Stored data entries
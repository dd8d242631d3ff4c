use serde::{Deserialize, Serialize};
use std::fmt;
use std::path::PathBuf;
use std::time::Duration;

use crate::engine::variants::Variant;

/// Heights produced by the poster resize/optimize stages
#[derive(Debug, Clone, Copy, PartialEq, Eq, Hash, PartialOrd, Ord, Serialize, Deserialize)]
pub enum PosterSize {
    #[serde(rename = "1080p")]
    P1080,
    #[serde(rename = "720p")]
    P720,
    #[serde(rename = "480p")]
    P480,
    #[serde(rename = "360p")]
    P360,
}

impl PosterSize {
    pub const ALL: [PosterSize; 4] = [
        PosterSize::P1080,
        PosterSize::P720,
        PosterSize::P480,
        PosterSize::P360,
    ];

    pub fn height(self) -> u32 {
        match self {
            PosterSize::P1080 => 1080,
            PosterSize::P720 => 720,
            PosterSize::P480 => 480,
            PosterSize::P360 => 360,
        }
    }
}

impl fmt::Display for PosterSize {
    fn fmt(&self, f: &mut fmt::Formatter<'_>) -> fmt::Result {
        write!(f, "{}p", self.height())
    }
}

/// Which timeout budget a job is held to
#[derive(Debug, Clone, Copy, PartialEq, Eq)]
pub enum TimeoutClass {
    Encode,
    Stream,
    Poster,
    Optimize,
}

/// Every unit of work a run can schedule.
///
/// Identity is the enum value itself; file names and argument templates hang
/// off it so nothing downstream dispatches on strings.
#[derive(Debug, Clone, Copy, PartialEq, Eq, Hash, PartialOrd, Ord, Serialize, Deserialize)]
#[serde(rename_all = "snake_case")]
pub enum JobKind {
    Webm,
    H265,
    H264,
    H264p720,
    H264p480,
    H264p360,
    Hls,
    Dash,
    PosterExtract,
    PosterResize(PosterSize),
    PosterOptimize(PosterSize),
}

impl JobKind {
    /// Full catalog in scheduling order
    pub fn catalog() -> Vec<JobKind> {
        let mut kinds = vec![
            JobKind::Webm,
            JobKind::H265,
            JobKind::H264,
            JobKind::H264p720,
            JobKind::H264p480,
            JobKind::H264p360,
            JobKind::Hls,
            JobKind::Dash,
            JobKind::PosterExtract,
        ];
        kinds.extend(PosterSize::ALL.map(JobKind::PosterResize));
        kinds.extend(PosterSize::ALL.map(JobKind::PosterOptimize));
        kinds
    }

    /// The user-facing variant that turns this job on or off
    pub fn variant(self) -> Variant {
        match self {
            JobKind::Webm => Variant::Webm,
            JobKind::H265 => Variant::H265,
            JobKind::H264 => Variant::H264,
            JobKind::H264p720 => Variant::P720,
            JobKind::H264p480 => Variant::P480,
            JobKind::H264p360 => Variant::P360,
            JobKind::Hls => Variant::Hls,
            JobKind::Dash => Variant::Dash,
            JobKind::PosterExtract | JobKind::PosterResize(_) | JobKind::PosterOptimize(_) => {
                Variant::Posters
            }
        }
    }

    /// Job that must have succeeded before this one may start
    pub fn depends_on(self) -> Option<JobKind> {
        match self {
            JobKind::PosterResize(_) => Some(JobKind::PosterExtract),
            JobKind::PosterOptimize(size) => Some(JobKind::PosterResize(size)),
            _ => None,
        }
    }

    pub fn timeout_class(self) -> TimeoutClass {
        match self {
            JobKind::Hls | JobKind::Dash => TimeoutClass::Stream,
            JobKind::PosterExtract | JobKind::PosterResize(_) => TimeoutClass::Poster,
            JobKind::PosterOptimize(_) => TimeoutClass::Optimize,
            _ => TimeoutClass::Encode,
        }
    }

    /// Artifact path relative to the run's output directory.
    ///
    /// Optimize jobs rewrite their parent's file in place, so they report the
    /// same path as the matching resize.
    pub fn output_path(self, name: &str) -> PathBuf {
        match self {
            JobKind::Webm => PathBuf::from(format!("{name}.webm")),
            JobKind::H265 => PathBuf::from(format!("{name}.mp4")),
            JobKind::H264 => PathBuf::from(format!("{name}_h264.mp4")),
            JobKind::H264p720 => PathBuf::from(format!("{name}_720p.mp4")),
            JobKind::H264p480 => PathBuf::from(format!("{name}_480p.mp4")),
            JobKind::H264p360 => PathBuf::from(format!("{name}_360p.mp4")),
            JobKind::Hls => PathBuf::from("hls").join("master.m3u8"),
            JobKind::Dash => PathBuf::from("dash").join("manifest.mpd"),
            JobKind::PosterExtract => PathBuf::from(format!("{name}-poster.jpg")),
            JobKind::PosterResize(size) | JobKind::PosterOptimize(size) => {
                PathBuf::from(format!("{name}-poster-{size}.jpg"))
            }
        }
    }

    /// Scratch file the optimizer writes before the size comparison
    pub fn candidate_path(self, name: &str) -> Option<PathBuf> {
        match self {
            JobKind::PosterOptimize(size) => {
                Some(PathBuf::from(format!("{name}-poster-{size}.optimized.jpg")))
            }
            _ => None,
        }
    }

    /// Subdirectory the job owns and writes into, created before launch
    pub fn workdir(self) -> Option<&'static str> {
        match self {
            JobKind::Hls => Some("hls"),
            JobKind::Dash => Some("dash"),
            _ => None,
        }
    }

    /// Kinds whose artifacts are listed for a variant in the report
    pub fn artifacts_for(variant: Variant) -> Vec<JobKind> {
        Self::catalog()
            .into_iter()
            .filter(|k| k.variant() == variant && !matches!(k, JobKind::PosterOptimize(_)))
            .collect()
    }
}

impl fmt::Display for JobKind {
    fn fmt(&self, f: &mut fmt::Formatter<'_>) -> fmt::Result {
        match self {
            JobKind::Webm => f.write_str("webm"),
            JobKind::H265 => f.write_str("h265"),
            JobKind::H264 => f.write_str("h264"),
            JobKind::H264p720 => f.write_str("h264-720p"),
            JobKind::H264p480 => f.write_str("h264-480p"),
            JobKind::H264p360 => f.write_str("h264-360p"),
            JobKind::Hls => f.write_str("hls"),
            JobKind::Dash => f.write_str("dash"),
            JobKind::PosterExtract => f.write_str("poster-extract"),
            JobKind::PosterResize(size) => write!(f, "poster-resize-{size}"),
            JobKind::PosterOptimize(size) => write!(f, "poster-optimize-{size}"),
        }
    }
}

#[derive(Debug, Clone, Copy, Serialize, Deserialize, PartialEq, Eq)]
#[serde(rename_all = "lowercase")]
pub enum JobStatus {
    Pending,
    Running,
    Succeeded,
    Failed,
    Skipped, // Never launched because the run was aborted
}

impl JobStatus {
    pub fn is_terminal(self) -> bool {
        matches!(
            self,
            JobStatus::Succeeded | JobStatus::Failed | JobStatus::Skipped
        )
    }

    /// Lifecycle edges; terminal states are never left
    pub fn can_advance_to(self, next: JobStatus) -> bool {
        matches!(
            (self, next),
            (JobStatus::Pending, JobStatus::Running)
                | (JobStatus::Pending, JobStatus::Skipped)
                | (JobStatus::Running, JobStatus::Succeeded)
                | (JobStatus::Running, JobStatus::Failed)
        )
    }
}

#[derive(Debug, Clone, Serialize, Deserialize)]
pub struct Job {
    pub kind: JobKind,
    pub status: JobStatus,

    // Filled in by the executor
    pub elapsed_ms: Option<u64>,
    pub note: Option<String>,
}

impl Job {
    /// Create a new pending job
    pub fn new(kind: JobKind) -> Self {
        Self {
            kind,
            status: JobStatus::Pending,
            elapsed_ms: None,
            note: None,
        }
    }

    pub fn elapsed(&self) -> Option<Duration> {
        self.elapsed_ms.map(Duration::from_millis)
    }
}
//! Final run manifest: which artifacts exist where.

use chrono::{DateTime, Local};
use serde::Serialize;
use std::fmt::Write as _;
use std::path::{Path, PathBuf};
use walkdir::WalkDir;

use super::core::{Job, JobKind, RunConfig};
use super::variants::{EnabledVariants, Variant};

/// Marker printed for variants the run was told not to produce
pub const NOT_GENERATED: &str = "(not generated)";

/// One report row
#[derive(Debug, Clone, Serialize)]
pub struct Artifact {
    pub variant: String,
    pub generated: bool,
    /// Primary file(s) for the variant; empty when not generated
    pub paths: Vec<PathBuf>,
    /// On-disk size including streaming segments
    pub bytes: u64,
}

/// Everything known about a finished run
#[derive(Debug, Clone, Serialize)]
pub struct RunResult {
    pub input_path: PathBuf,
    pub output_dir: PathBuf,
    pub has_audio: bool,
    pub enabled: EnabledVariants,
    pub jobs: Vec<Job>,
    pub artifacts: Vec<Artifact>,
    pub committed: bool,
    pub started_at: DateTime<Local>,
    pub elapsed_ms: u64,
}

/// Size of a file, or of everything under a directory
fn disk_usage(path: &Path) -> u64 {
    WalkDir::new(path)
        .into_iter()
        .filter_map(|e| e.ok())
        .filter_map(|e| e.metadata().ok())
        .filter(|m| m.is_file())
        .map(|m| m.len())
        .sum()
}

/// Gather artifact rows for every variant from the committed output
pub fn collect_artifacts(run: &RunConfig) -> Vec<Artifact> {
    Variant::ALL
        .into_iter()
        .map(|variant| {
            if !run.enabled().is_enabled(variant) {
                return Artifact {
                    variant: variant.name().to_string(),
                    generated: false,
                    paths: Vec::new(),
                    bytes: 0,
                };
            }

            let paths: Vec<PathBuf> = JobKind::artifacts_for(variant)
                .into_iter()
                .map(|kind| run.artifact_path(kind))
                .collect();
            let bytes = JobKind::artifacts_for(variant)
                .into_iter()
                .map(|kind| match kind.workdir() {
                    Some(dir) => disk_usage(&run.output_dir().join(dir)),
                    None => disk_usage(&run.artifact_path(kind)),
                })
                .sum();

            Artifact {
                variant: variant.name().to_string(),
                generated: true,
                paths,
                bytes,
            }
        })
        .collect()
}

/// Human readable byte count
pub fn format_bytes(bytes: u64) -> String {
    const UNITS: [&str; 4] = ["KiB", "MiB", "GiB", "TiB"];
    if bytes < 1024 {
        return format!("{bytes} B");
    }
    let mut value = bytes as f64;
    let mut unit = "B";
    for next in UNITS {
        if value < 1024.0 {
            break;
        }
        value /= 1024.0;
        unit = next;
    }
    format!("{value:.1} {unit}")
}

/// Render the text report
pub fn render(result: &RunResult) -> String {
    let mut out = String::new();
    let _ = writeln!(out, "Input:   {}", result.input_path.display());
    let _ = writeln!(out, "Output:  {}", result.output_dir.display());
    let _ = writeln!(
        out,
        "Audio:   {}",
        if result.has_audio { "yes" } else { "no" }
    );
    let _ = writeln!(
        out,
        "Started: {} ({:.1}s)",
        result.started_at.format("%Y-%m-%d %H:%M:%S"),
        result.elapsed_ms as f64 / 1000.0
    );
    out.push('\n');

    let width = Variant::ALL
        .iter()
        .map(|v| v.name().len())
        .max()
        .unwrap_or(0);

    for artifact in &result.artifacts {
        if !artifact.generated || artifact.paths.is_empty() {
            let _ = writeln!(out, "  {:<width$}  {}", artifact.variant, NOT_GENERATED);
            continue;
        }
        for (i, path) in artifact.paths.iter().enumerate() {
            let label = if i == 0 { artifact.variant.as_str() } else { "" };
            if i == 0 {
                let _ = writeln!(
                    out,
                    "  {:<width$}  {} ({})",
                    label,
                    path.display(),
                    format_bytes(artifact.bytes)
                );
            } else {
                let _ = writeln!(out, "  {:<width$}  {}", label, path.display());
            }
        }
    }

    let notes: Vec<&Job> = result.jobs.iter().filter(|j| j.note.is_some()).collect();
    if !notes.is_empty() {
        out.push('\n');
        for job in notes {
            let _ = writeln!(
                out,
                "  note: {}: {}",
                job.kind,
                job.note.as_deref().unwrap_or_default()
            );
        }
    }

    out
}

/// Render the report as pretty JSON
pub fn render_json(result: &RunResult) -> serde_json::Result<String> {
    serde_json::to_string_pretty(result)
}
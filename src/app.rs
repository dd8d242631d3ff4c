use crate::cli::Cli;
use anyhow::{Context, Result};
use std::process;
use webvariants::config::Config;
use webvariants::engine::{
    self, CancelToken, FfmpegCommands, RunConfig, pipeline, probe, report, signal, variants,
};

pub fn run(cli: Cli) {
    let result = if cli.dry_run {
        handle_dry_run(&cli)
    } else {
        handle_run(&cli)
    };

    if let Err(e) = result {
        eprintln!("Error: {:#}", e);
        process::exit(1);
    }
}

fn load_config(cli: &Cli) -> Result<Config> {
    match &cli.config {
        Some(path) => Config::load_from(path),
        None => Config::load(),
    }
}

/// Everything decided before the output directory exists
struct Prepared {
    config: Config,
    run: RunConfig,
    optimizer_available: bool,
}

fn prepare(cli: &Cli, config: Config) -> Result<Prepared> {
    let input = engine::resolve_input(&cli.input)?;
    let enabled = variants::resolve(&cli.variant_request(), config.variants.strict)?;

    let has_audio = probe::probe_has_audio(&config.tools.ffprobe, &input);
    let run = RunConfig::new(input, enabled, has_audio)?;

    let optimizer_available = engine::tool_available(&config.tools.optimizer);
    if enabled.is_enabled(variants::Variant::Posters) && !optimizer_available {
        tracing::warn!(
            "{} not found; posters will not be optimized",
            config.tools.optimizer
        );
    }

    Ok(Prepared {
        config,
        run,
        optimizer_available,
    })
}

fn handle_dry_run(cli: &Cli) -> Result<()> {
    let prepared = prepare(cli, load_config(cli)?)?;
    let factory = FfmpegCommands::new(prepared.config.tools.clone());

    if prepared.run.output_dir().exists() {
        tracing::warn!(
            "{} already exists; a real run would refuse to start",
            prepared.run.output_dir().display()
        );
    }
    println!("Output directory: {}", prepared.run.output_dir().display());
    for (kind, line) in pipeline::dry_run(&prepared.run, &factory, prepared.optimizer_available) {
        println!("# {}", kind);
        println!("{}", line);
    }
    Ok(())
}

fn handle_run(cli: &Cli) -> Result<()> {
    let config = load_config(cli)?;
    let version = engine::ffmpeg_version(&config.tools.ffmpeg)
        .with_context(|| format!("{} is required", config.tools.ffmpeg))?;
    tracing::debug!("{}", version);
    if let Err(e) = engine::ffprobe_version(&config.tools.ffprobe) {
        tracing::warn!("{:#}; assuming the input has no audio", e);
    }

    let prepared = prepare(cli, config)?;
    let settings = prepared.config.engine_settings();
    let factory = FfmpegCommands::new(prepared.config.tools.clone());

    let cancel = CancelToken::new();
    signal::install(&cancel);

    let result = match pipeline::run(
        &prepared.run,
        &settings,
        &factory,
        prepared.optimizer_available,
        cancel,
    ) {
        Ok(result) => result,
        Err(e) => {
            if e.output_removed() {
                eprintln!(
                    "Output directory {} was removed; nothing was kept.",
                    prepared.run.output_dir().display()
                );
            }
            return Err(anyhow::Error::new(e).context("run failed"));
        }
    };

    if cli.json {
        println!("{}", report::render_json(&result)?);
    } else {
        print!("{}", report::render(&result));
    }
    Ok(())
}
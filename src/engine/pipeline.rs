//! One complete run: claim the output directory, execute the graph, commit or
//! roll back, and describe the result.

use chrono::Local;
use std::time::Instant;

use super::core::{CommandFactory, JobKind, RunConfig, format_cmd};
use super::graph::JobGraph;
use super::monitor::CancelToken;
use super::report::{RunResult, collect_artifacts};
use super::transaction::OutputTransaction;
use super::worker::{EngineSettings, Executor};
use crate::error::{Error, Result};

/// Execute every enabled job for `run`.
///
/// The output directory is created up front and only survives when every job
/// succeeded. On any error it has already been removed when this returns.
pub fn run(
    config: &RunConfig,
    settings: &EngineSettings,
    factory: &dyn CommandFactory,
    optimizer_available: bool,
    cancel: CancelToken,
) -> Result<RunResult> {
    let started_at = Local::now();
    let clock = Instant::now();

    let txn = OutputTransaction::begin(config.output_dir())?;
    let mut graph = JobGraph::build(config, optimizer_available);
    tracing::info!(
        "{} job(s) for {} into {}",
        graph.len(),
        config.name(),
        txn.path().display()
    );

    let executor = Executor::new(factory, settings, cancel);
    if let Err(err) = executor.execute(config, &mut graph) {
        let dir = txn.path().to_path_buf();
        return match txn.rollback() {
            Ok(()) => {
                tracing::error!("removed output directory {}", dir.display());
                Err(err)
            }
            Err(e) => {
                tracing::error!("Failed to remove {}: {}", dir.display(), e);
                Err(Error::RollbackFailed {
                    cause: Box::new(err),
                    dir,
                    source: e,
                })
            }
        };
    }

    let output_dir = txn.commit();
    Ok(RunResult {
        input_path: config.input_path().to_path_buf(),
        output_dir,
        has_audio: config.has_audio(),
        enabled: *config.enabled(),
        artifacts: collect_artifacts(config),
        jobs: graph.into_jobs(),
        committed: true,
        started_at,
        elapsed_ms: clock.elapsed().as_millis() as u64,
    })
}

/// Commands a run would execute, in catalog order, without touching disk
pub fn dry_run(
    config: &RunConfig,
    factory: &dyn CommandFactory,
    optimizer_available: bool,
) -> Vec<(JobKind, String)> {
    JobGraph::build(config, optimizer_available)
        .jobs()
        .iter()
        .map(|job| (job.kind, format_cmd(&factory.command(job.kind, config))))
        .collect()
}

- [Task statement]: Taking the line with "let txn = OutputTransaction::begin(config.output_dir())?;" as the first and the line with "let executor = Executor::new(factory, settings, cancel);" as the last, retype that stretch of the data above exactly, with no other lines.

- [Result below]:
    let txn = OutputTransaction::begin(config.output_dir())?;
    let mut graph = JobGraph::build(config, optimizer_available);
    tracing::info!(
        "{} job(s) for {} into {}",
        graph.len(),
        config.name(),
        txn.path().display()
    );

    let executor = Executor::new(factory, settings, cancel);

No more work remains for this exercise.